Miracle Mary
“I want a second opinion,” Mary said, when I asked her if she knew why she was here today for this visit.
As she spoke, Mary studied my face, looking for clues, trying to determine if I would listen to her and agree to care for her.
“I was recently treated at the medical center, but now I wish to be treated by a physician close to my home,” she added.
I had agreed to care for Mary before I finished reviewing her chart. Sitting at my desk in the nephrology clinic, where I work, I had reviewed Mary’s file prior to her appointment. A nephrologist is a physician who specializes in taking care of patients with kidney disease and high blood pressure. Our training involves four years of college, four years of medical school, and seven years of post-medical school training in the specialties of internal medicine and nephrology.
In despair, I reviewed Mary’s medical records for some detail that might have been overlooked or incompletely investigated, hoping it might guide me to a rational and possibly effective treatment.
Mary has severe, uncontrolled blood pressure, and she is only fifty years of age—although she looks twenty years older. Tall in stature, she has long brown hair and a very petite body. The previous physician’s diagnosis was uncontrolled hypertension with kidney failure.
I imagined how Mary had translated her diagnosis in private to her family in order to help them understand why her kidneys were failing and how she would need artificial kidney treatment. By the time Mary saw me, she had been started on dialysis. In the 1960s, a diagnosis of renal failure was similar to a diagnosis of cancer. Without a kidney transplant or dialysis, a patient with kidney failure would only live a few weeks. Death was eminent because the toxins and fluid normally removed by the healthy kidney accumulate in the body. Patients become comatose and die shortly thereafter from respiratory distress and cessation of a normal heartbeat.
“Before we go on,” I told Mary, “let’s start from the beginning. I want to hear the story directly from you and in detail, from the time you first developed problems with your blood pressure until the time you saw the nephrologist at the medical center. Then I will examine your vital organs, review your laboratory data, and we will think through this disease process together.”

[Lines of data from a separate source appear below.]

pub const DEFAULT_MODEL: &str = "gemini-3-flash-preview";
pub const DEFAULT_API_BASE: &str = "https://generativelanguage.googleapis.com/v1beta";
pub const DEFAULT_PORT: u16 = 8080;

/// Server settings read from the environment (after `.env` is loaded).
#[derive(Debug, Clone)]
pub struct Config {
    pub api_key: Option<String>,
    pub model: String,
    pub api_base: String,
    pub port: u16,
    pub site_url: Option<String>,
}

impl Config {
    pub fn from_env() -> Self {
        Self::from_lookup(|key| std::env::var(key).ok())
    }

    /// Blank values count as unset.
    pub fn from_lookup<F>(lookup: F) -> Self
    where
        F: Fn(&str) -> Option<String>,
    {
        let get = |key: &str| lookup(key).map(|v| v.trim().to_string()).filter(|v| !v.is_empty());
        Self {
            api_key: get("GEMINI_API_KEY"),
            model: get("GEMINI_MODEL").unwrap_or_else(|| DEFAULT_MODEL.to_string()),
            api_base: get("GEMINI_API_BASE").unwrap_or_else(|| DEFAULT_API_BASE.to_string()),
            port: get("PORT").and_then(|v| v.parse().ok()).unwrap_or(DEFAULT_PORT),
            site_url: get("SITE_URL")
                .or_else(|| get("VERCEL_PROJECT_PRODUCTION_URL"))
                .or_else(|| get("VERCEL_URL")),
        }
    }
}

In medical school, and through mentors in residency, I learned that there was a journey taken when a physician listened empathetically to a patient recount a history and when vital organ systems were evaluated in a systematic fashion. It was a journey of investigation that allowed me an opportunity to understand the origins and previous management of her disease. I planned to walk deliberately along the milestones of my new patient’s life, the family history of medical diseases, the nature of her occupation, the status of her personal relationships, and the history of her prior and current illnesses and treatments. Hopefully, for a brief but illuminating moment, I would become truly empathetic and integrated into her experience.